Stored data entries
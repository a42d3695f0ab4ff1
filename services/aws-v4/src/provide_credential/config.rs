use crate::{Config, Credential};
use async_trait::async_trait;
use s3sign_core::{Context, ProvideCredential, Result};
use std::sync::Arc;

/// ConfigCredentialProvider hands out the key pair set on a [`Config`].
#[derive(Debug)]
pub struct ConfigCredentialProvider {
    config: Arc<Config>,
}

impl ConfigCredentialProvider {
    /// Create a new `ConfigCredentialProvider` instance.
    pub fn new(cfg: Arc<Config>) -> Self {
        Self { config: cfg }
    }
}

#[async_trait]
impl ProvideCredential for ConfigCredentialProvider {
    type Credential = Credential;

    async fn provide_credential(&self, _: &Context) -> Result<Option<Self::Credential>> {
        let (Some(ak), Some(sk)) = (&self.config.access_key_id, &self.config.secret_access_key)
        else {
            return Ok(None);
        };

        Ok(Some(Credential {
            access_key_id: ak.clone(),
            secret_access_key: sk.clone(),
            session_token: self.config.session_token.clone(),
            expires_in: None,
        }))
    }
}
--
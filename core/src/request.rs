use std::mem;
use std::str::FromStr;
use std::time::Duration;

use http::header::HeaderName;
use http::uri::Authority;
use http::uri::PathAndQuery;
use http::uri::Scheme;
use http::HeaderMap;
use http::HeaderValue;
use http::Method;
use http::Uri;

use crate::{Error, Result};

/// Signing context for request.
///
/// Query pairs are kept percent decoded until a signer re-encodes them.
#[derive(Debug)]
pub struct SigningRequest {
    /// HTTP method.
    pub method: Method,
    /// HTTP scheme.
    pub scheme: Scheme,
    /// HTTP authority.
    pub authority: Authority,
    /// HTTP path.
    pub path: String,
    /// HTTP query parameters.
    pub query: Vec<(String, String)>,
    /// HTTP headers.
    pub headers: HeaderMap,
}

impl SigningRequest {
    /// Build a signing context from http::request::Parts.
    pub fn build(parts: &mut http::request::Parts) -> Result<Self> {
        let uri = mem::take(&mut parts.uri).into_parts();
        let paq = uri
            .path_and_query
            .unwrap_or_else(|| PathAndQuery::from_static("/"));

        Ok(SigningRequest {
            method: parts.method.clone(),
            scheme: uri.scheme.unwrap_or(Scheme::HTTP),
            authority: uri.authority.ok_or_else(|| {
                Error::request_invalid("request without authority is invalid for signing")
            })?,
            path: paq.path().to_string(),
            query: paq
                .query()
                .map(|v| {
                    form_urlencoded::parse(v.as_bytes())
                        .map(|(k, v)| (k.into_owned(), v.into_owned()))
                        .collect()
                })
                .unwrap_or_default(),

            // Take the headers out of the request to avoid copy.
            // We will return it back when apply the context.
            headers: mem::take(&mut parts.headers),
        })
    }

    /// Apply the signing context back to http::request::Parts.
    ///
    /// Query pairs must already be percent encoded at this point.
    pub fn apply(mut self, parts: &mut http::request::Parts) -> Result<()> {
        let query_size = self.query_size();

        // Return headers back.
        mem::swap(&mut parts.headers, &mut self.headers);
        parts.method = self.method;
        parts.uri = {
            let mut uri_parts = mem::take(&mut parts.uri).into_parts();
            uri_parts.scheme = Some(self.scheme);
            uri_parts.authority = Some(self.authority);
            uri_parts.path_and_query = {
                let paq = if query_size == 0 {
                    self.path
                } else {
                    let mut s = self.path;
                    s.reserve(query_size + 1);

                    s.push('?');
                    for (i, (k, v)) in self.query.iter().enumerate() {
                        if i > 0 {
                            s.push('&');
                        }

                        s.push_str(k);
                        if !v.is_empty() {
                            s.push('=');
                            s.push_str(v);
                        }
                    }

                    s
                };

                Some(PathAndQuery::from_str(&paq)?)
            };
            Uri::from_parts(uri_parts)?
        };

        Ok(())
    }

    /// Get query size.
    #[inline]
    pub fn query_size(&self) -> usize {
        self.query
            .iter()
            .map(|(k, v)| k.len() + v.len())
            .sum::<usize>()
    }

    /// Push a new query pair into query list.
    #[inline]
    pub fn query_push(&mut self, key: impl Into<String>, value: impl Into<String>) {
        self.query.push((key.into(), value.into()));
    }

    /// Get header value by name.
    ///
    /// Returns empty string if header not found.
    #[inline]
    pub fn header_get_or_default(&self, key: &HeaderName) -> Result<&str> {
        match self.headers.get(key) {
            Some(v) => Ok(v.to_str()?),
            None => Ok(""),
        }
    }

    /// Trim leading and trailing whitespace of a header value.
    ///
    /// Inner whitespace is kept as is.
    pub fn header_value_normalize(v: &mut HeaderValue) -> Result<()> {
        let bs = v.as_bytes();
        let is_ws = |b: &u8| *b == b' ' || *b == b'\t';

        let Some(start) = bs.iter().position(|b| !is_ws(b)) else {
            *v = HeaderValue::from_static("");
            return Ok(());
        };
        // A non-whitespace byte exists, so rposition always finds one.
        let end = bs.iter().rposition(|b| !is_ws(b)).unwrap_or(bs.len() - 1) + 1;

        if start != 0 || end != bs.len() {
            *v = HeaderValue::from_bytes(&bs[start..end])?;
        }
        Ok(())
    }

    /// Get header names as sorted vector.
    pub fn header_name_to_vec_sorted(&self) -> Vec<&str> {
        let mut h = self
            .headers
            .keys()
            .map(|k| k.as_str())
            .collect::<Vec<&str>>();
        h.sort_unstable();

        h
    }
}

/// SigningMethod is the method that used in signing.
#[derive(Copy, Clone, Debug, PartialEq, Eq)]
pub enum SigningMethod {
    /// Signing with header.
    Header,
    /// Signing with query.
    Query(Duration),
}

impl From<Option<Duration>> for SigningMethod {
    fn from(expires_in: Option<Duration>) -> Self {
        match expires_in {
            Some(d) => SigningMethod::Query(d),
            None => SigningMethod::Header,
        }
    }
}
==
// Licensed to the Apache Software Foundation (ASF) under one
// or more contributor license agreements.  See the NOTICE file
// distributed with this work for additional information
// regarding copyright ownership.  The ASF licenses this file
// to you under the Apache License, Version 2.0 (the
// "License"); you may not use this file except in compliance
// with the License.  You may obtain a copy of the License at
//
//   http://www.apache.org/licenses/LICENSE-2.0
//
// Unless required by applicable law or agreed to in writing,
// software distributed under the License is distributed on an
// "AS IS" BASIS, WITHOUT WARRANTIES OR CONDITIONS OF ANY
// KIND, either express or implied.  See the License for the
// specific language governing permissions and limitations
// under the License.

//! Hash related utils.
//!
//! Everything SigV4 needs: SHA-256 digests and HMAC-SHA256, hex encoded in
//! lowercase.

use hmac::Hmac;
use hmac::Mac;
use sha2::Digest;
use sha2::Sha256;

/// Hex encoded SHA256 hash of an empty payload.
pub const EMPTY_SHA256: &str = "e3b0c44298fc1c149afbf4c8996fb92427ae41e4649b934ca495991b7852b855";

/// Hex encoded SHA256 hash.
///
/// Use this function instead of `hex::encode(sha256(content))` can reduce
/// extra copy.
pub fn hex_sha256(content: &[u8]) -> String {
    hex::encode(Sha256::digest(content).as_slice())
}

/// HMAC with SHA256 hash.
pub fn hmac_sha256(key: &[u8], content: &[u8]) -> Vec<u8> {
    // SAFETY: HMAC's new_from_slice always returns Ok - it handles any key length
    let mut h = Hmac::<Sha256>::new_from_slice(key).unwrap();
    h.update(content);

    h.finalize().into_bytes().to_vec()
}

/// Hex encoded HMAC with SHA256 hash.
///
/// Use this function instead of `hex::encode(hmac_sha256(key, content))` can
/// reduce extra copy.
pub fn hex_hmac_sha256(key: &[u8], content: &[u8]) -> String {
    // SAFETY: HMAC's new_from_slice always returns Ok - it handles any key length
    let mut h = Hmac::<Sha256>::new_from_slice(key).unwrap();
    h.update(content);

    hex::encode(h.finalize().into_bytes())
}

Work to complete> Take the lines above from the one containing "repository a42d3695f0ab4ff1" to the one containing "use std::sync::Arc;" and retype them exactly, both ends included, with nothing added.

Answer area>
repository a42d3695f0ab4ff1
filename services/aws-v4/src/provide_credential/config.rs
use crate::{Config, Credential};
use async_trait::async_trait;
use s3sign_core::{Context, ProvideCredential, Result};
use std::sync::Arc;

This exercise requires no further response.